|UND students hit the mark with student-run capital fund|
Energy, entrepreneurship, tech savvy, and cash: that’s the dynamite combo for the country’s only totally student-run venture capital fund, the University of North Dakota-based Dakota Venture Group (DVG).
Seeded with $200,000 from retired venture capitalist Bart Holaday and his wife Lynn, DVG is making major waves in the world of student venture funds. The five students who run this show as managing directors score zero compensation. The only shiny stuff they get for their efforts is the glow of success, notes Bruce Gjovig, entrepreneur coach and director of the UND Center for Innovation, whose foundation hosts the fund.
Sure, DVG wasn’t the first, nor is it the biggest, venture capital organization that has students associated with it. But make no mistake—with only one year in the market, DVG is the buzz of the very exclusive world of student-operated venture capital funds, well ahead of heavy-hitter names such as Yale, Stanford, Michigan, and MIT. “It’s completely unique among the country’s student-managed venture funds,” says Gjovig, who kick-started the student venture fund idea with his friends Bart and Lynn Holaday.
“Well, for sure, we do it differently,” notes Lee Groeschl, a second-year MBA student and former UND football player from Fond du Lac, Wisc. “This is the only fund where students do all the due diligence, make the final investment decisions, and negotiate the deal's term structure.”
Moreover, the fund operates independently of the University.

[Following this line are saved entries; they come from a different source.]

//! Wire protocol between frame clients and the server.
//!
//! ```text
//! client → server   i32 LE request code, one of -1, 0, 1, 2, 3
//! server → client   (code 1 only) u32 LE length L, then L payload bytes
//! ```
//!
//! [`RequestCodec`] is the server half, [`ResponseCodec`] the client
//! half; both plug into `tokio_util::codec::Framed`.

use std::ops::Range;

use bytes::{Buf, BufMut, Bytes, BytesMut};
use tokio_util::codec::{Decoder, Encoder};

use crate::error::StreamError;

/// Size of a request code on the wire.
pub const REQUEST_LEN: usize = 4;

/// Size of the length prefix in front of a frame response.
pub const LENGTH_PREFIX_LEN: usize = 4;

/// Accepted request codes.
pub const VALID_CODES: Range<i32> = -1..4;

// ── Request ──────────────────────────────────────────────────────

/// A decoded client request.
#[derive(Debug, Clone, Copy, PartialEq, Eq)]
pub enum Request {
    /// `-1`: the client is done; close the connection.
    Close,
    /// `0`: liveness ping, no reply.
    Ping,
    /// `1`: send the current compressed frame.
    SendFrame,
    /// `2` and `3`: accepted and ignored.
    Reserved(i32),
}

impl Request {
    /// Map a wire code to a request.
    pub fn from_code(code: i32) -> Result<Self, StreamError> {
        match code {
            -1 => Ok(Self::Close),
            0 => Ok(Self::Ping),
            1 => Ok(Self::SendFrame),
            c if VALID_CODES.contains(&c) => Ok(Self::Reserved(c)),
            c => Err(StreamError::InvalidRequest(c)),
        }
    }

    pub fn code(self) -> i32 {
        match self {
            Self::Close => -1,
            Self::Ping => 0,
            Self::SendFrame => 1,
            Self::Reserved(c) => c,
        }
    }
}

// ── RequestCodec (server side) ───────────────────────────────────

/// Decodes request codes and encodes length-prefixed frame payloads.
#[derive(Debug, Clone, Copy, Default)]
pub struct RequestCodec;

impl Decoder for RequestCodec {
    type Item = Request;
    type Error = StreamError;

    fn decode(&mut self, src: &mut BytesMut) -> Result<Option<Self::Item>, Self::Error> {
        if src.len() < REQUEST_LEN {
            return Ok(None);
        }
        let code = src.get_i32_le();
        Request::from_code(code).map(Some)
    }

    fn decode_eof(&mut self, src: &mut BytesMut) -> Result<Option<Self::Item>, Self::Error> {
        match self.decode(src)? {
            Some(request) => Ok(Some(request)),
            None if src.is_empty() => Ok(None),
            None => Err(StreamError::TruncatedRequest {
                received: src.len(),
            }),
        }
    }
}

impl Encoder<Bytes> for RequestCodec {
    type Error = StreamError;

    fn encode(&mut self, payload: Bytes, dst: &mut BytesMut) -> Result<(), Self::Error> {
        let len = u32::try_from(payload.len()).map_err(|_| StreamError::ResponseTooLarge {
            size: payload.len(),
            max: u32::MAX as usize,
        })?;
        dst.reserve(LENGTH_PREFIX_LEN + payload.len());
        dst.put_u32_le(len);
        dst.extend_from_slice(&payload);
        Ok(())
    }
}

// ── ResponseCodec (client side) ──────────────────────────────────

/// Default cap on a single frame response.
pub const DEFAULT_MAX_RESPONSE: usize = 16 * 1024 * 1024;

/// Encodes request codes and decodes length-prefixed frame payloads.
#[derive(Debug, Clone, Copy)]
pub struct ResponseCodec {
    max_response: usize,
}

impl ResponseCodec {
    pub fn new(max_response: usize) -> Self {
        Self { max_response }
    }
}

impl Default for ResponseCodec {
    fn default() -> Self {
        Self::new(DEFAULT_MAX_RESPONSE)
    }
}

impl Decoder for ResponseCodec {
    type Item = Bytes;
    type Error = StreamError;

    fn decode(&mut self, src: &mut BytesMut) -> Result<Option<Self::Item>, Self::Error> {
        if src.len() < LENGTH_PREFIX_LEN {
            return Ok(None);
        }
        let mut prefix = [0u8; LENGTH_PREFIX_LEN];
        prefix.copy_from_slice(&src[..LENGTH_PREFIX_LEN]);
        let len = u32::from_le_bytes(prefix) as usize;

        if len > self.max_response {
            return Err(StreamError::ResponseTooLarge {
                size: len,
                max: self.max_response,
            });
        }
        if src.len() < LENGTH_PREFIX_LEN + len {
            src.reserve(LENGTH_PREFIX_LEN + len - src.len());
            return Ok(None);
        }

        src.advance(LENGTH_PREFIX_LEN);
        Ok(Some(src.split_to(len).freeze()))
    }
}

impl Encoder<Request> for ResponseCodec {
    type Error = StreamError;

    fn encode(&mut self, request: Request, dst: &mut BytesMut) -> Result<(), Self::Error> {
        dst.put_i32_le(request.code());
        Ok(())
    }
}

#[cfg(test)]
mod tests {
    use super::*;

    #[test]
    fn code_range() {
        for code in -1..4 {
            assert_eq!(Request::from_code(code).unwrap().code(), code);
        }
        assert!(matches!(Request::from_code(-2), Err(StreamError::InvalidRequest(-2))));
        assert!(matches!(Request::from_code(4), Err(StreamError::InvalidRequest(4))));
        assert_eq!(Request::from_code(2).unwrap(), Request::Reserved(2));
    }

    #[test]
    fn decodes_requests_across_reads() {
        let mut codec = RequestCodec;
        let mut buf = BytesMut::new();
        buf.extend_from_slice(&[1, 0]);
        assert_eq!(codec.decode(&mut buf).unwrap(), None);
        buf.extend_from_slice(&[0, 0]);
        buf.extend_from_slice(&(-1i32).to_le_bytes());
        assert_eq!(codec.decode(&mut buf).unwrap(), Some(Request::SendFrame));
        assert_eq!(codec.decode(&mut buf).unwrap(), Some(Request::Close));
        assert!(buf.is_empty());
    }

    #[test]
    fn partial_request_at_eof() {
        let mut codec = RequestCodec;
        let mut buf = BytesMut::from(&[7u8, 0][..]);
        let err = codec.decode_eof(&mut buf).unwrap_err();
        assert!(matches!(err, StreamError::TruncatedRequest { received: 2 }));

        let mut empty = BytesMut::new();
        assert_eq!(codec.decode_eof(&mut empty).unwrap(), None);
    }

    #[test]
    fn invalid_code_is_an_error() {
        let mut codec = RequestCodec;
        let mut buf = BytesMut::from(&4i32.to_le_bytes()[..]);
        assert!(matches!(codec.decode(&mut buf), Err(StreamError::InvalidRequest(4))));
    }

    #[test]
    fn response_is_length_prefixed() {
        let mut server = RequestCodec;
        let mut wire = BytesMut::new();
        server.encode(Bytes::from_static(b"abc"), &mut wire).unwrap();
        assert_eq!(&wire[..], &[3, 0, 0, 0, b'a', b'b', b'c']);

        let mut client = ResponseCodec::default();
        let mut partial = wire.split_to(5);
        assert_eq!(client.decode(&mut partial).unwrap(), None);
        partial.unsplit(wire);
        assert_eq!(client.decode(&mut partial).unwrap().unwrap(), Bytes::from_static(b"abc"));
    }

    #[test]
    fn oversized_response_rejected() {
        let mut client = ResponseCodec::new(10);
        let mut buf = BytesMut::new();
        buf.put_u32_le(11);
        assert!(matches!(
            client.decode(&mut buf),
            Err(StreamError::ResponseTooLarge { size: 11, max: 10 })
        ));
    }

    #[test]
    fn client_encodes_codes() {
        let mut client = ResponseCodec::default();
        let mut buf = BytesMut::new();
        client.encode(Request::Close, &mut buf).unwrap();
        client.encode(Request::Reserved(3), &mut buf).unwrap();
        assert_eq!(&buf[..], &[0xFF, 0xFF, 0xFF, 0xFF, 3, 0, 0, 0]);
    }
}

DVG’s operating account is under the sponsorship of the Center for Innovation Foundation. And all of DVG’s profits are plowed back into the fund, not into the University’s coffers.
By participating in Dakota Venture Group UND students receive an unheard-of opportunity for experiential learning in the field of venture capital and angel investing.
The investment strategy of DVG includes making investments in high-growth ventures started by entrepreneurs in Minnesota and North Dakota. DVG also has a priority to invest in companies started by UND students and alumni. All investments are made with the goal of fostering statewide economic growth.
DVG currently has a non-profit “evergreen fund” fueled by benefactors and is currently in the process of starting a for-profit fund which will produce returns for the investors while providing valuable experience for entrepreneur-minded students. This summer, DVG will also begin offering entrepreneur finance internships for UND College of Business and Public Administration students.
“What’s amazing about this fund is that the interaction between students and faculty day-to-day is minimal,” notes Jeff Stamp, assistant professor of marketing chair of entrepreneurship in the UND College of Business and Public Administration. “Clearly the students are running this—they come to us for guidance, for mentorship, but they’re running the show, and we try not to get in their way.”
“It’s the important part of this—to learn entrepreneurship you have to get your hands dirty,” he says. “Other student venture funds in the U.S. have professional managers, with the students more or less doing research—they’re run one step closer to the real action than a computer-based simulation, but those students don’t actually make the real money decisions. At UND, it’s the students who run the show in the real world.”
“It’s a terrific experience, a once-in-a-lifetime opportunity,” says Amy Indridason, a Cavalier, N.D., native and second-year MBA student who’s the group’s vp of information technology. “We’ve learned not to say no, but rather to do constructive criticism of plans we decide not to fund. We don’t say ‘no,’ we say ‘not right now.’ And we’re not just looking for a positive return on investment (ROI), we’re also looking for businesses that will create more jobs and help to grow the local economy.”
“The angel funds in Grand Forks and Fargo include the DVG members in their meetings while they determine which entrepreneur ventures to invest in,” Gjovig noted. “ The students sit next to angel investors in North Dakota learning from their expertise and process, while adding a valuable extra hand in analysis, due diligence and decision making. Angel investors have welcomed the input of the DVG members as they are well prepared and serious and wish they had this experience when they were in their twenties.”